Bei Mäusen haben wir gezeigt, dass die adulte Neurogenese durch komplexe Erfahrungen und Bewegung stimuliert wird. Normalerweise sinkt die Neubildung von Nervenzellen früh (mutmaßlich in der Jugend) auf ein niedriges Niveau. Wenn eine alte Maus erstmals in ihrem Leben einer neuen Umgebung ausgesetzt wird, werden diese Reserven für die Neurogenese bis aufs Letzte aktiviert.

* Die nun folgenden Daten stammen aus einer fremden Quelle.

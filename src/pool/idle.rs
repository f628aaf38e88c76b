//! Idle-connection pool.
//!
//! # Responsibilities
//! - Keep up to `max_idle` connections for reuse
//! - Test connections on borrow; drop stale or failing ones
//! - Dial a fresh connection when nothing reusable is left
//!
//! # Design Decisions
//! - LIFO reuse: the most recently returned connection is the warmest
//! - No active-connection limit here; the admission gate in front bounds that
//! - Connections are only ever owned by one borrower at a time

use async_trait::async_trait;
use std::collections::VecDeque;
use std::sync::Mutex;
use std::time::Duration;
use tokio::time::Instant;

use crate::admission::ResourcePool;

/// Creates and validates connections for an [`IdlePool`].
#[async_trait]
pub trait Manager: Send + Sync + 'static {
    type Connection: Send + 'static;
    type Error: std::error::Error + Send + Sync + 'static;

    /// Open a new connection.
    async fn connect(&self) -> Result<Self::Connection, Self::Error>;

    /// Test an idle connection before lending it. `idle_for` is how long it sat unused.
    async fn check(&self, conn: &mut Self::Connection, idle_for: Duration) -> Result<(), Self::Error> {
        let _ = (conn, idle_for);
        Ok(())
    }

    /// Whether a returned connection must be dropped instead of kept idle.
    fn has_broken(&self, conn: &mut Self::Connection) -> bool {
        let _ = conn;
        false
    }
}

struct IdleConn<C> {
    conn: C,
    since: Instant,
}

/// A pool of idle connections in front of a [`Manager`].
pub struct IdlePool<M: Manager> {
    manager: M,
    idle: Mutex<VecDeque<IdleConn<M::Connection>>>,
    max_idle: usize,
    idle_timeout: Duration,
}

impl<M: Manager> IdlePool<M> {
    /// Create a pool keeping at most `max_idle` connections.
    /// A zero `idle_timeout` keeps idle connections indefinitely.
    pub fn new(manager: M, max_idle: usize, idle_timeout: Duration) -> Self {
        Self {
            manager,
            idle: Mutex::new(VecDeque::with_capacity(max_idle)),
            max_idle,
            idle_timeout,
        }
    }

    pub fn manager(&self) -> &M {
        &self.manager
    }

    pub fn max_idle(&self) -> usize {
        self.max_idle
    }

    /// Connections currently idle.
    pub fn idle_count(&self) -> usize {
        self.lock().len()
    }

    /// Drop every idle connection.
    pub fn clear(&self) {
        let drained: Vec<_> = self.lock().drain(..).collect();
        if !drained.is_empty() {
            tracing::debug!(closed = drained.len(), "Idle pool cleared");
        }
    }

    fn lock(&self) -> std::sync::MutexGuard<'_, VecDeque<IdleConn<M::Connection>>> {
        // A panic while holding this lock cannot leave the deque inconsistent.
        self.idle.lock().unwrap_or_else(|poisoned| poisoned.into_inner())
    }

    fn pop_idle(&self) -> Option<IdleConn<M::Connection>> {
        self.lock().pop_back()
    }

    fn is_stale(&self, since: Instant) -> bool {
        !self.idle_timeout.is_zero() && since.elapsed() >= self.idle_timeout
    }
}

#[async_trait]
impl<M: Manager> ResourcePool for IdlePool<M> {
    type Handle = M::Connection;
    type Error = M::Error;

    async fn borrow(&self) -> Result<M::Connection, M::Error> {
        while let Some(IdleConn { mut conn, since }) = self.pop_idle() {
            if self.is_stale(since) {
                tracing::trace!("Dropping stale idle connection");
                continue;
            }
            match self.manager.check(&mut conn, since.elapsed()).await {
                Ok(()) => return Ok(conn),
                Err(e) => tracing::debug!(error = %e, "Idle connection failed check"),
            }
        }
        self.manager.connect().await
    }

    fn release(&self, mut conn: M::Connection) {
        if self.manager.has_broken(&mut conn) {
            tracing::debug!("Dropping broken connection");
            return;
        }
        let mut idle = self.lock();
        if idle.len() < self.max_idle {
            idle.push_back(IdleConn {
                conn,
                since: Instant::now(),
            });
        }
    }
}

/// Idle connections to keep for a gate of `capacity`: a fifth of it, or
/// `fallback` when that rounds to zero.
pub fn idle_capacity(capacity: usize, fallback: usize) -> usize {
    match capacity / 5 {
        0 => fallback,
        n => n,
    }
}

#[cfg(test)]
pub(crate) mod tests {
    use super::*;
    use std::sync::atomic::{AtomicBool, AtomicUsize, Ordering};

    #[derive(Debug, thiserror::Error)]
    #[error("connection refused")]
    pub(crate) struct Refused;

    #[derive(Debug, PartialEq, Eq)]
    pub(crate) struct FakeConn {
        pub(crate) id: usize,
        pub(crate) broken: bool,
    }

    #[derive(Default)]
    pub(crate) struct FakeManager {
        pub(crate) dialed: AtomicUsize,
        pub(crate) checked: AtomicUsize,
        pub(crate) fail_checks: AtomicBool,
        pub(crate) fail_connect: AtomicBool,
    }

    #[async_trait]
    impl Manager for FakeManager {
        type Connection = FakeConn;
        type Error = Refused;

        async fn connect(&self) -> Result<FakeConn, Refused> {
            if self.fail_connect.load(Ordering::SeqCst) {
                return Err(Refused);
            }
            let id = self.dialed.fetch_add(1, Ordering::SeqCst);
            Ok(FakeConn { id, broken: false })
        }

        async fn check(&self, _conn: &mut FakeConn, _idle_for: Duration) -> Result<(), Refused> {
            self.checked.fetch_add(1, Ordering::SeqCst);
            if self.fail_checks.load(Ordering::SeqCst) {
                Err(Refused)
            } else {
                Ok(())
            }
        }

        fn has_broken(&self, conn: &mut FakeConn) -> bool {
            conn.broken
        }
    }

    #[tokio::test]
    async fn reuses_most_recent_connection() {
        let pool = IdlePool::new(FakeManager::default(), 2, Duration::ZERO);
        let a = pool.borrow().await.unwrap();
        let b = pool.borrow().await.unwrap();
        pool.release(a);
        pool.release(b);
        assert_eq!(pool.idle_count(), 2);

        let again = pool.borrow().await.unwrap();
        assert_eq!(again.id, 1);
        assert_eq!(pool.manager().dialed.load(Ordering::SeqCst), 2);
    }

    #[tokio::test]
    async fn idle_list_is_bounded() {
        let pool = IdlePool::new(FakeManager::default(), 1, Duration::ZERO);
        let a = pool.borrow().await.unwrap();
        let b = pool.borrow().await.unwrap();
        pool.release(a);
        pool.release(b);
        assert_eq!(pool.idle_count(), 1);
    }

    #[tokio::test]
    async fn failed_check_falls_back_to_dial() {
        let pool = IdlePool::new(FakeManager::default(), 2, Duration::ZERO);
        let a = pool.borrow().await.unwrap();
        pool.release(a);

        pool.manager().fail_checks.store(true, Ordering::SeqCst);
        let fresh = pool.borrow().await.unwrap();
        assert_eq!(fresh.id, 1);
        assert_eq!(pool.idle_count(), 0);
    }

    #[tokio::test]
    async fn broken_connections_are_not_kept() {
        let pool = IdlePool::new(FakeManager::default(), 2, Duration::ZERO);
        let mut a = pool.borrow().await.unwrap();
        a.broken = true;
        pool.release(a);
        assert_eq!(pool.idle_count(), 0);
    }

    #[tokio::test(start_paused = true)]
    async fn stale_connections_are_skipped() {
        let pool = IdlePool::new(FakeManager::default(), 2, Duration::from_secs(60));
        let a = pool.borrow().await.unwrap();
        pool.release(a);

        tokio::time::advance(Duration::from_secs(61)).await;
        let fresh = pool.borrow().await.unwrap();
        assert_eq!(fresh.id, 1);
        assert_eq!(pool.manager().checked.load(Ordering::SeqCst), 0);
    }

    #[test]
    fn idle_capacity_is_a_fifth() {
        assert_eq!(idle_capacity(100, 2), 20);
        assert_eq!(idle_capacity(4, 2), 2);
        assert_eq!(idle_capacity(0, 7), 7);
    }
}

Bewegung bringt auch geistige Stimulation
Die Bewegung der Maus ist ihr täglicher Kampf ums Futter. In der Wildnis signalisiert körperliche Aktivität dem Gehirn also, dass viele Situationen mit potentiellem Lernbedarf auftreten können. Vor dem Aufkommen des Fernsehens galt das für Menschen auch: Wer etwas erleben wollte, musste sich in Bewegung setzen. Dieses evolutionäre Argument ist unsere Erklärung für die ansonsten ja etwas verblüffende Tatsache, dass Bewegung allein schon für die Steigerung der adulten Neurogenese ausreichend sein soll. So ganz ist sie das nämlich auch nicht. Denn der Effekt nutzt sich ab.
Körperliche Bewegung über viele Monate hinweg, das zeigen die Mäuseversuche, vermindert aber den ansonsten mit dem Alter zu beobachtenden Abfall der Stammzellaktivität und erhält das Potential für Neurogenese auf einem jugendlicheren Niveau. Wenn adäquate intellektuelle Stimuli fehlen (die ein Käfiglaufrad jedenfalls nicht bietet), werden aus diesen aktivierten Stammzellen keine neuen Nervenzellen. Das Potential wird also nicht genutzt. Man braucht mutmaßlich beides. Der Fernsehschirm vor dem Laufband im Fitness-Studio geht in die richtige Richtung, verkennt aber die Notwendigkeit der Aktivität auf kognitiver Seite.
Das Hirn auf Empfang schalten
Bewegung könnte also auch deshalb gut für das Gehirn sein, weil sie der physiologische Stimulus ist, den Hippocampus „auf Empfang“ und auf Plastizität durch die Nervenzell-Neubildung einzustellen. Ein lebenslang anpassungsfähiger Hippocampus hält eine wichtige Teilfunktion des Gehirns aufrecht, auch wenn möglicherweise andernorts im Gehirn die Neurodegeneration schon weiter vorangeschritten ist. Die neuen Nervenzellen sind gewissermaßen so etwas wie eine neurogene Reserve.
Der beschriebene Mechanismus könnte auch helfen, zu erklären, warum viel erfahren und gelernt zu haben einen gewissen Schutz vor Demenz darstellen kann. Da diese Reserven aber auch nur ein Faktor unter vielen sind, die über den Ausbruch einer Demenz entscheiden, darf man diese Erkenntnisse nicht dazu verwenden, dem Patienten nun noch die rückwirkende Verantwortung für sein Schicksal aufzubürden („Hättest du dich mehr bewegt“). Demenzen bleiben multifaktoriell und sind auch heute leider weitgehend immer noch Schicksal. Bewegung und geistige Aktivität bieten aber immerhin die Möglichkeit, an einer der wenigen Schrauben mit bekannter Verbindung zur Maschinerie dahinter selbst etwas zu drehen.